The crux of any determination that a law unjustly discriminates against a group... is... that the law is part of a pattern that denies those subject to it a meaningful opportunity to realize their humanity. ...[S]uch an approach must look beyond process to identity and proclaim fundamental substantive rights—including substantive rights to participate on equal terms in the evolution of law and policy. ...[I]mportant aspects of constitutional law, including the determination of which groups deserve special protection, can be given content in no other way.
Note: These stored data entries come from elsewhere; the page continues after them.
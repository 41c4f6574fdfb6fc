use std::sync::Arc;

use anyhow::{Context, Result, anyhow};
use sqlx::{PgPool, postgres::PgPoolOptions};
use tracing::{info, warn};

use crate::config::Settings;
use crate::web::{data, policy::Role, storage::FileStore};

#[derive(Clone)]
pub struct AppState {
    pool: PgPool,
    files: FileStore,
    settings: Arc<Settings>,
}

impl AppState {
    pub async fn new(settings: Settings) -> Result<Self> {
        let pool = PgPoolOptions::new()
            .max_connections(settings.max_connections)
            .connect(&settings.database_url)
            .await
            .context("failed to connect to Postgres")?;

        sqlx::migrate!("./migrations")
            .run(&pool)
            .await
            .context("failed to run database migrations")?;

        let files = FileStore::open(&settings.storage_root)
            .await
            .context("failed to prepare file storage")?;

        Ok(Self::from_parts(pool, files, settings))
    }

    pub fn from_parts(pool: PgPool, files: FileStore, settings: Settings) -> Self {
        Self {
            pool,
            files,
            settings: Arc::new(settings),
        }
    }

    pub async fn ensure_seed_superadmin(&self) -> Result<()> {
        let has_superadmin = data::superadmin_exists(&self.pool)
            .await
            .context("failed to verify superadmin presence")?;

        if has_superadmin {
            return Ok(());
        }

        let seed = &self.settings.seed_admin;
        let password_hash = crate::web::auth::hash_password(&seed.password)
            .map_err(|err| anyhow!("failed to hash seed superadmin password: {err}"))?;

        data::insert_user(
            &self.pool,
            &seed.email,
            &password_hash,
            &seed.name,
            Role::Superadmin,
        )
        .await
        .context("failed to insert seed superadmin")?;

        if seed.uses_default_password {
            warn!(
                email = %seed.email,
                "Seeded superadmin with the default password. Set SEED_SUPERADMIN_PASSWORD or change it promptly."
            );
        } else {
            info!(email = %seed.email, "Seeded superadmin account");
        }

        Ok(())
    }

    pub fn pool_ref(&self) -> &PgPool {
        &self.pool
    }

    pub fn files(&self) -> &FileStore {
        &self.files
    }

    pub fn settings(&self) -> &Settings {
        &self.settings
    }
}
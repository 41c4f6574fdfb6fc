use std::collections::HashMap;

use axum::extract::Multipart;

/// Result type used by the shared upload helpers.
pub type UploadResult<T> = Result<T, UploadError>;

/// Error returned when a multipart form cannot be read.
#[derive(Debug)]
pub struct UploadError {
    message: String,
}

impl UploadError {
    pub fn new(message: impl Into<String>) -> Self {
        Self {
            message: message.into(),
        }
    }

    pub fn message(&self) -> &str {
        &self.message
    }
}

impl std::fmt::Display for UploadError {
    fn fmt(&self, f: &mut std::fmt::Formatter<'_>) -> std::fmt::Result {
        write!(f, "{}", self.message)
    }
}

impl std::error::Error for UploadError {}

/// A file part held in memory.
#[derive(Debug, Clone)]
pub struct UploadedFile {
    pub file_name: Option<String>,
    pub content_type: Option<String>,
    pub bytes: Vec<u8>,
    /// Size of the part as sent. Exceeds the cap when the part was too large,
    /// in which case `bytes` is empty.
    pub size: usize,
}

#[derive(Debug, Default)]
pub struct UploadForm {
    pub text_fields: HashMap<String, String>,
    pub file: Option<UploadedFile>,
}

impl UploadForm {
    /// Trimmed value of a text field; blank values count as missing.
    pub fn text(&self, field_name: &str) -> Option<&str> {
        self.text_fields
            .get(field_name)
            .map(|value| value.trim())
            .filter(|value| !value.is_empty())
    }

    /// Value of a text field exactly as sent.
    pub fn raw_text(&self, field_name: &str) -> Option<&str> {
        self.text_fields.get(field_name).map(String::as_str)
    }
}

/// Read a form with text fields and at most one file in `file_field`.
/// A file larger than `max_file_bytes` is counted but not kept.
pub async fn read_upload_form(
    mut multipart: Multipart,
    file_field: &str,
    max_file_bytes: usize,
) -> UploadResult<UploadForm> {
    let mut form = UploadForm::default();

    while let Some(mut field) = multipart
        .next_field()
        .await
        .map_err(|err| UploadError::new(format!("Could not read the upload form: {err}")))?
    {
        let field_name = field.name().unwrap_or("").to_string();

        if field.file_name().is_none() {
            let value = field.text().await.map_err(|err| {
                UploadError::new(format!("Could not read field `{field_name}`: {err}"))
            })?;
            form.text_fields.insert(field_name, value);
            continue;
        }

        if field_name != file_field {
            return Err(UploadError::new(format!(
                "Unsupported file field `{field_name}`"
            )));
        }
        if form.file.is_some() {
            return Err(UploadError::new("Only one file can be uploaded at a time"));
        }

        let file_name = field.file_name().map(str::to_string);
        let content_type = field.content_type().map(str::to_string);
        let mut bytes = Vec::new();
        let mut size = 0usize;

        // Past the cap the rest of the part is drained unbuffered so the
        // fields after it are still read.
        while let Some(chunk) = field
            .chunk()
            .await
            .map_err(|err| UploadError::new(format!("Could not read the uploaded file: {err}")))?
        {
            size += chunk.len();
            if size <= max_file_bytes {
                bytes.extend_from_slice(&chunk);
            }
        }
        if size > max_file_bytes {
            bytes.clear();
        }

        form.file = Some(UploadedFile {
            file_name,
            content_type,
            bytes,
            size,
        });
    }

    Ok(form)
}
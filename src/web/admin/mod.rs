use axum::{Router, routing::get};

use crate::web::AppState;

mod users;

pub use users::{create_account, delete_account, list_accounts};

pub fn router() -> Router<AppState> {
    Router::new().route(
        "/api/admin/users",
        get(list_accounts).post(create_account).delete(delete_account),
    )
}
//! Mosaic Recorder
//!
//! Runs real-time recording sessions: paces composite+encode cycles,
//! watches for stalls, drives audio capture, and finalizes one container
//! per session.
//!
//! # Architecture
//!
//! ```text
//! ┌──────────────────────────────────────────────────────┐
//! │                  RecordingSession                    │
//! │  ┌───────────┐   ┌────────────┐   ┌───────────────┐  │
//! │  │ Scheduler │──▶│ Compositor │──▶│ VideoPipeline │──┼─┐
//! │  │ +watchdog │   └────────────┘   └───────────────┘  │ │
//! │  └───────────┘                                       │ ▼
//! │  ┌───────────┐   ┌────────────┐   ┌───────────────┐  │ ┌───────┐   ┌──────┐
//! │  │ Audio src │──▶│   Mixer    │──▶│ AudioEncoder  │──┼▶│ Muxer │──▶│ Sink │
//! │  └───────────┘   └────────────┘   └───────────────┘  │ └───────┘   └──────┘
//! └──────────────────────────────────────────────────────┘
//! ```

pub mod backend;
pub mod events;
pub mod pacer;
pub mod recorder;
pub mod session;
pub mod watchdog;

pub use backend::{default_backend, MediaBackend};
pub use events::{EventBus, PipelineEvent};
pub use pacer::{Admission, FramePacer, FrameScheduler, PacerCounts};
pub use recorder::Recorder;
pub use session::{RecordingSession, SessionConfig, SessionStatus, SessionSummary};
//! Session identity and lifecycle state.

use std::fmt;

use serde::{Deserialize, Serialize};
use uuid::Uuid;

/// Opaque identifier of one recording session.
#[derive(Debug, Clone, Copy, PartialEq, Eq, Hash, Serialize, Deserialize)]
#[serde(transparent)]
pub struct SessionId(Uuid);

impl SessionId {
    pub fn new() -> Self {
        Self(Uuid::new_v4())
    }

    pub fn as_uuid(&self) -> &Uuid {
        &self.0
    }
}

impl Default for SessionId {
    fn default() -> Self {
        Self::new()
    }
}

impl fmt::Display for SessionId {
    fn fmt(&self, f: &mut fmt::Formatter<'_>) -> fmt::Result {
        self.0.fmt(f)
    }
}

/// Lifecycle of a recording session.
///
/// `Idle → Starting → Running → Stopping → Completed`, or `Failed` from any
/// non-terminal state.
#[derive(Debug, Clone, Copy, PartialEq, Eq, Serialize, Deserialize)]
#[serde(rename_all = "lowercase")]
pub enum SessionState {
    Idle,
    Starting,
    Running,
    Stopping,
    Completed,
    Failed,
}

impl SessionState {
    pub fn is_terminal(&self) -> bool {
        matches!(self, SessionState::Completed | SessionState::Failed)
    }

    /// Whether the session is between `start()` and the end of `stop()`.
    pub fn is_active(&self) -> bool {
        matches!(
            self,
            SessionState::Starting | SessionState::Running | SessionState::Stopping
        )
    }

    pub fn can_transition_to(&self, next: SessionState) -> bool {
        use SessionState::*;
        match (self, next) {
            (Idle, Starting) => true,
            (Starting, Running) => true,
            (Running, Stopping) => true,
            (Stopping, Completed) => true,
            (from, Failed) => !from.is_terminal(),
            _ => false,
        }
    }
}

impl fmt::Display for SessionState {
    fn fmt(&self, f: &mut fmt::Formatter<'_>) -> fmt::Result {
        let name = match self {
            SessionState::Idle => "idle",
            SessionState::Starting => "starting",
            SessionState::Running => "running",
            SessionState::Stopping => "stopping",
            SessionState::Completed => "completed",
            SessionState::Failed => "failed",
        };
        f.write_str(name)
    }
}

#[cfg(test)]
mod tests {
    use super::*;

    #[test]
    fn happy_path_transitions() {
        use SessionState::*;
        let path = [Idle, Starting, Running, Stopping, Completed];
        for pair in path.windows(2) {
            assert!(pair[0].can_transition_to(pair[1]), "{:?} -> {:?}", pair[0], pair[1]);
        }
        assert!(!Running.can_transition_to(Starting));
        assert!(!Idle.can_transition_to(Running));
    }

    #[test]
    fn failed_reachable_until_terminal() {
        use SessionState::*;
        for state in [Idle, Starting, Running, Stopping] {
            assert!(state.can_transition_to(Failed));
        }
        assert!(!Completed.can_transition_to(Failed));
        assert!(!Failed.can_transition_to(Failed));
    }

    #[test]
    fn session_ids_are_unique() {
        assert_ne!(SessionId::new(), SessionId::new());
        let json = serde_json::to_string(&SessionState::Stopping).unwrap();
        assert_eq!(json, "\"stopping\"");
    }
}
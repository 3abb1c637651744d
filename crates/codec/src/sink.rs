//! Output persistence.

use std::io;
use std::path::{Path, PathBuf};

use async_trait::async_trait;
use chrono::{DateTime, Local};
use tokio::fs::{File, OpenOptions};
use tokio::io::AsyncWriteExt;

use mosaic_media_model::ContainerFormat;

/// Persists finalized bytes. I/O errors are returned unchanged so the
/// caller can surface them verbatim.
#[async_trait]
pub trait OutputSink: Send + Sync {
    async fn save(&self, bytes: &[u8], suggested_name: &str, mime_type: &str) -> io::Result<PathBuf>;
}

/// `recording_YYYYmmdd_HHMMSS.<ext>`
pub fn suggested_name(container: ContainerFormat, at: DateTime<Local>) -> String {
    format!(
        "recording_{}.{}",
        at.format("%Y%m%d_%H%M%S"),
        container.extension()
    )
}

/// Writes recordings into one directory, never overwriting an existing file.
#[derive(Debug, Clone)]
pub struct DirectorySink {
    dir: PathBuf,
}

impl DirectorySink {
    pub fn new(dir: impl Into<PathBuf>) -> Self {
        Self { dir: dir.into() }
    }

    pub fn dir(&self) -> &Path {
        &self.dir
    }

    /// Claim `name`, or the first free `name_N`, with an exclusive create.
    async fn create_unique(&self, name: &str) -> io::Result<(PathBuf, File)> {
        for n in 0u32.. {
            let path = self.dir.join(numbered(name, n));
            match OpenOptions::new().write(true).create_new(true).open(&path).await {
                Ok(file) => return Ok((path, file)),
                Err(e) if e.kind() == io::ErrorKind::AlreadyExists => continue,
                Err(e) => return Err(e),
            }
        }
        Err(io::Error::new(io::ErrorKind::AlreadyExists, "no free file name"))
    }
}

fn numbered(name: &str, n: u32) -> String {
    if n == 0 {
        return name.to_string();
    }
    let path = Path::new(name);
    let stem = path.file_stem().and_then(|s| s.to_str()).unwrap_or("recording");
    match path.extension().and_then(|s| s.to_str()) {
        Some(ext) => format!("{stem}_{n}.{ext}"),
        None => format!("{stem}_{n}"),
    }
}

#[async_trait]
impl OutputSink for DirectorySink {
    async fn save(&self, bytes: &[u8], suggested_name: &str, mime_type: &str) -> io::Result<PathBuf> {
        tokio::fs::create_dir_all(&self.dir).await?;
        let (path, mut file) = self.create_unique(suggested_name).await?;
        file.write_all(bytes).await?;
        file.flush().await?;
        tracing::info!(path = %path.display(), bytes = bytes.len(), mime_type, "Recording saved");
        Ok(path)
    }
}

#[cfg(test)]
mod tests {
    use super::*;
    use chrono::TimeZone;

    #[test]
    fn names_follow_timestamp_pattern() {
        let at = Local.with_ymd_and_hms(2024, 3, 9, 14, 5, 7).unwrap();
        assert_eq!(
            suggested_name(ContainerFormat::Matroska, at),
            "recording_20240309_140507.mkv"
        );
        assert_eq!(
            suggested_name(ContainerFormat::WebM, at),
            "recording_20240309_140507.webm"
        );
    }

    #[tokio::test]
    async fn saves_into_created_directory() {
        let tmp = tempfile::tempdir().unwrap();
        let sink = DirectorySink::new(tmp.path().join("out"));
        let path = sink.save(b"data", "a.mkv", "video/x-matroska").await.unwrap();
        assert_eq!(path, tmp.path().join("out").join("a.mkv"));
        assert_eq!(std::fs::read(&path).unwrap(), b"data");
    }

    #[tokio::test]
    async fn existing_files_are_not_overwritten() {
        let tmp = tempfile::tempdir().unwrap();
        let sink = DirectorySink::new(tmp.path());
        let first = sink.save(b"one", "a.mkv", "video/x-matroska").await.unwrap();
        let second = sink.save(b"two", "a.mkv", "video/x-matroska").await.unwrap();
        assert_ne!(first, second);
        assert_eq!(second.file_name().unwrap(), "a_1.mkv");
        assert_eq!(std::fs::read(&first).unwrap(), b"one");
    }

    #[tokio::test(flavor = "multi_thread", worker_threads = 4)]
    async fn concurrent_saves_claim_distinct_files() {
        let tmp = tempfile::tempdir().unwrap();
        let sink = DirectorySink::new(tmp.path());
        let saves: Vec<_> = (0..8u8)
            .map(|i| {
                let sink = sink.clone();
                tokio::spawn(async move { (i, sink.save(&[i], "a.mkv", "video/x-matroska").await) })
            })
            .collect();

        let mut paths = std::collections::HashSet::new();
        for save in saves {
            let (i, result) = save.await.unwrap();
            let path = result.unwrap();
            assert_eq!(std::fs::read(&path).unwrap(), vec![i]);
            paths.insert(path);
        }
        assert_eq!(paths.len(), 8);
    }

    #[test]
    fn numbered_names_keep_the_extension() {
        assert_eq!(numbered("a.mkv", 0), "a.mkv");
        assert_eq!(numbered("a.mkv", 3), "a_3.mkv");
        assert_eq!(numbered("plain", 2), "plain_2");
    }

    #[tokio::test]
    async fn io_errors_pass_through() {
        let tmp = tempfile::tempdir().unwrap();
        let blocker = tmp.path().join("file");
        std::fs::write(&blocker, b"x").unwrap();
        let sink = DirectorySink::new(blocker.join("sub"));
        assert!(sink.save(b"data", "a.mkv", "video/x-matroska").await.is_err());
    }
}
//! Encoded payloads travelling from the encoders to the muxer.

use std::fmt;
use std::time::Duration;

use serde::{Deserialize, Serialize};

/// Which elementary stream a chunk belongs to.
#[derive(Debug, Clone, Copy, PartialEq, Eq, Hash, Serialize, Deserialize)]
#[serde(rename_all = "lowercase")]
pub enum ChunkKind {
    Video,
    Audio,
}

/// One compressed access unit (video frame or audio frame).
#[derive(Clone, PartialEq, Eq)]
pub struct EncodedChunk {
    pub kind: ChunkKind,
    pub payload: Vec<u8>,
    /// Presentation time relative to session start.
    pub timestamp: Duration,
    pub duration: Duration,
    pub is_keyframe: bool,
    /// Codec-private data (avcC, AudioSpecificConfig, OpusHead), attached the
    /// first time the encoder knows it.
    pub decoder_config: Option<Vec<u8>>,
}

impl EncodedChunk {
    pub fn video(payload: Vec<u8>, timestamp: Duration, duration: Duration, is_keyframe: bool) -> Self {
        Self {
            kind: ChunkKind::Video,
            payload,
            timestamp,
            duration,
            is_keyframe,
            decoder_config: None,
        }
    }

    /// Audio frames are always independently decodable.
    pub fn audio(payload: Vec<u8>, timestamp: Duration, duration: Duration) -> Self {
        Self {
            kind: ChunkKind::Audio,
            payload,
            timestamp,
            duration,
            is_keyframe: true,
            decoder_config: None,
        }
    }

    pub fn with_decoder_config(mut self, config: Vec<u8>) -> Self {
        self.decoder_config = Some(config);
        self
    }

    pub fn end(&self) -> Duration {
        self.timestamp + self.duration
    }
}

impl fmt::Debug for EncodedChunk {
    fn fmt(&self, f: &mut fmt::Formatter<'_>) -> fmt::Result {
        f.debug_struct("EncodedChunk")
            .field("kind", &self.kind)
            .field("bytes", &self.payload.len())
            .field("timestamp", &self.timestamp)
            .field("duration", &self.duration)
            .field("is_keyframe", &self.is_keyframe)
            .field("decoder_config", &self.decoder_config.as_ref().map(Vec::len))
            .finish()
    }
}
One cannot speak of "groups" as though society were objectively subdivided... Instead, people draw lines, attribute differences, as a way of ordering social justice—of deciding who may occupy what place, play what role, engage in what activity. Thus, in order to justify the role of chattel that blacks initially played in our society, we may have differentiated that role by describing it in terms of the most obvious distinguishing feature... equating race and role. This equation and thus "group" survived the Civil War and the Thirteenth Amendment... simply by reason of confusion or inertia, but because the role that society allowed remained partially unchanged; thus, the need to justify the role by differentiating it, by seeing not the role but the group—"inferior" blacks capable of nothing better...—persisted.

[G]overnmental action that burdens groups effectively excluded from the process is constitutionally suspect. In its most sophisticated form, the resulting judicial scrutiny is seen as a way of invalidating governmental classifications and distributions that turn out to be motivated either by prejudiced hostility or by self-serving stereotypes.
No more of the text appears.